I have a Flex 3.2 app running on port 8080 in a servlet. The app uses the Flex HttpService to do REST GET calls and the RestHttpService library to make POST, PUT, and DELETE calls to a REST service running on port 8082. Periodically the app will throw Error #2048: Security sandbox violation.
Both services are running on the same host (localhost). I have a crossdomain.xml file accessible at http://localhost:8082/crossdomain.xml. with the contents:
<!DOCTYPE cross-domain-policy SYSTEM "/xml/dtds/cross-domain-policy.dtd">
<allow-access-from domain="*" to-ports="*" />
<allow-http-request-headers-from domain="*" headers="*"/>
That doesn't make the error go away. It seems the security of the Flash player has been increased as of v9,0,124,0 and now it requires a policy service running as a socket server to serve up the crossdomain.xml file. I followed the instructions here for setting up a policy service with the same contents as the crossdomain.xml above.
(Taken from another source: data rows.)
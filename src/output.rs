use anyhow::anyhow;
use formatx::formatx;
use std::fmt::Debug;
use std::fs::File;
use std::io;
use std::io::{BufWriter, Write};
use std::path::PathBuf;

pub trait Output: Debug {
    /// A writer for one named result (e.g. "pv_systems") with the given file extension.
    fn writer_for_location_key(&self, location_key: &str, file_extension: &str) -> anyhow::Result<impl Write>;
    /// Whether this output can be considered a no-op and therefore that any code that only writes to the output can be skipped.
    fn is_noop(&self) -> bool {
        false
    }
}

/// Writes each result to a file in a directory, named by filling the location key and file
/// extension into a template such as `"project__{}.{}"`.
#[derive(Debug)]
pub struct FileOutput {
    directory_path: PathBuf,
    file_template: String,
}

impl FileOutput {
    pub fn new(directory_path: PathBuf, file_template: String) -> Self {
        Self {
            directory_path,
            file_template,
        }
    }

    pub fn path_for(&self, location_key: &str, file_extension: &str) -> anyhow::Result<PathBuf> {
        let file_name = formatx!(&self.file_template, location_key, file_extension)
            .map_err(|err| anyhow!("Invalid output file template '{}': {err}", self.file_template))?;
        Ok(self.directory_path.join(file_name))
    }
}

impl Output for FileOutput {
    fn writer_for_location_key(&self, location_key: &str, file_extension: &str) -> anyhow::Result<impl Write> {
        Ok(BufWriter::new(File::create(
            self.path_for(location_key, file_extension)?,
        )?))
    }
}

impl Output for &FileOutput {
    fn writer_for_location_key(&self, location_key: &str, file_extension: &str) -> anyhow::Result<impl Write> {
        <FileOutput as Output>::writer_for_location_key(self, location_key, file_extension)
    }
}

/// An output that goes to nowhere/ a "sink"/ /dev/null.
#[derive(Debug, Default)]
pub struct SinkOutput;

impl Output for SinkOutput {
    fn writer_for_location_key(&self, _location_key: &str, _file_extension: &str) -> anyhow::Result<impl Write> {
        Ok(io::sink())
    }

    fn is_noop(&self) -> bool {
        true
    }
}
When the policy service is running the number of 2048 errors decreases but I still get them periodically when using the Flex app. Most of the posts on this forum related to the security sandbox violation seem to be fixed when the policy service is running. What could cause my app to still experience the errors while the policy service is running? When using Flex with REST is this the preferred way to do it or are there other alternatives? Is anyone using Flex + REST in a production app successfully? The Perl/Python policy service described in the instructions is for testing purposes only. Does Adobe have plans for a production version of the service?
I've discovered that if I run the Perl policy server on port 843 with the following policy, the flex app works with Flash 9,0,124,0. It breaks with Flash 10,0,32,18. The behavior is now exactly like the behavior described in this post.